(Input records Opens)

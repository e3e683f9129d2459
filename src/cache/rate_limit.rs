use std::collections::{HashMap, VecDeque};
use std::time::Duration;

use tokio::time::Instant;

/// Keys tracked before idle ones are swept.
const SWEEP_THRESHOLD: usize = 256;

/// Sliding-window limiter for manual refreshes, keyed by feed URL.
///
/// A key may be acquired at most `limit` times within any `window`. Uses
/// tokio's clock so paused-time tests can step through the window.
#[derive(Debug)]
pub struct RefreshLimiter {
    limit: usize,
    window: Duration,
    attempts: HashMap<String, VecDeque<Instant>>,
}

impl RefreshLimiter {
    /// A `limit` of 0 is treated as 1; manual refresh is never disabled.
    pub fn new(limit: usize, window: Duration) -> Self {
        Self {
            limit: limit.max(1),
            window,
            attempts: HashMap::new(),
        }
    }

    /// Records an attempt for `key` if the window allows it.
    ///
    /// # Errors
    ///
    /// Returns how long until the oldest attempt leaves the window.
    pub fn try_acquire(&mut self, key: &str) -> Result<(), Duration> {
        let now = Instant::now();
        if self.attempts.len() >= SWEEP_THRESHOLD {
            self.sweep(now);
        }

        let window = self.window;
        let attempts = self.attempts.entry(key.to_string()).or_default();
        while attempts
            .front()
            .is_some_and(|&t| now.duration_since(t) >= window)
        {
            attempts.pop_front();
        }

        if attempts.len() >= self.limit {
            let oldest = attempts.front().copied().unwrap_or(now);
            return Err(window.saturating_sub(now.duration_since(oldest)));
        }

        attempts.push_back(now);
        Ok(())
    }

    /// Attempts still available for `key` in the current window.
    pub fn remaining(&self, key: &str) -> usize {
        let now = Instant::now();
        let used = self.attempts.get(key).map_or(0, |attempts| {
            attempts
                .iter()
                .filter(|&&t| now.duration_since(t) < self.window)
                .count()
        });
        self.limit.saturating_sub(used)
    }

    fn sweep(&mut self, now: Instant) {
        let window = self.window;
        self.attempts.retain(|_, attempts| {
            attempts
                .back()
                .is_some_and(|&t| now.duration_since(t) < window)
        });
    }
}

(Input records Closes)

● **Work required**
Your answer must be an exact copy of all the entries.

● **Exercise output**
repository e3e683f9129d2459
filename src/cache/rate_limit.rs
use std::collections::{HashMap, VecDeque};
use std::time::Duration;

use tokio::time::Instant;

/// Keys tracked before idle ones are swept.
const SWEEP_THRESHOLD: usize = 256;

/// Sliding-window limiter for manual refreshes, keyed by feed URL.
///
/// A key may be acquired at most `limit` times within any `window`. Uses
/// tokio's clock so paused-time tests can step through the window.
#[derive(Debug)]
pub struct RefreshLimiter {
    limit: usize,
    window: Duration,
    attempts: HashMap<String, VecDeque<Instant>>,
}

impl RefreshLimiter {
    /// A `limit` of 0 is treated as 1; manual refresh is never disabled.
    pub fn new(limit: usize, window: Duration) -> Self {
        Self {
            limit: limit.max(1),
            window,
            attempts: HashMap::new(),
        }
    }

    /// Records an attempt for `key` if the window allows it.
    ///
    /// # Errors
    ///
    /// Returns how long until the oldest attempt leaves the window.
    pub fn try_acquire(&mut self, key: &str) -> Result<(), Duration> {
        let now = Instant::now();
        if self.attempts.len() >= SWEEP_THRESHOLD {
            self.sweep(now);
        }

        let window = self.window;
        let attempts = self.attempts.entry(key.to_string()).or_default();
        while attempts
            .front()
            .is_some_and(|&t| now.duration_since(t) >= window)
        {
            attempts.pop_front();
        }

        if attempts.len() >= self.limit {
            let oldest = attempts.front().copied().unwrap_or(now);
            return Err(window.saturating_sub(now.duration_since(oldest)));
        }

        attempts.push_back(now);
        Ok(())
    }

    /// Attempts still available for `key` in the current window.
    pub fn remaining(&self, key: &str) -> usize {
        let now = Instant::now();
        let used = self.attempts.get(key).map_or(0, |attempts| {
            attempts
                .iter()
                .filter(|&&t| now.duration_since(t) < self.window)
                .count()
        });
        self.limit.saturating_sub(used)
    }

    fn sweep(&mut self, now: Instant) {
        let window = self.window;
        self.attempts.retain(|_, attempts| {
            attempts
                .back()
                .is_some_and(|&t| now.duration_since(t) < window)
        });
    }
}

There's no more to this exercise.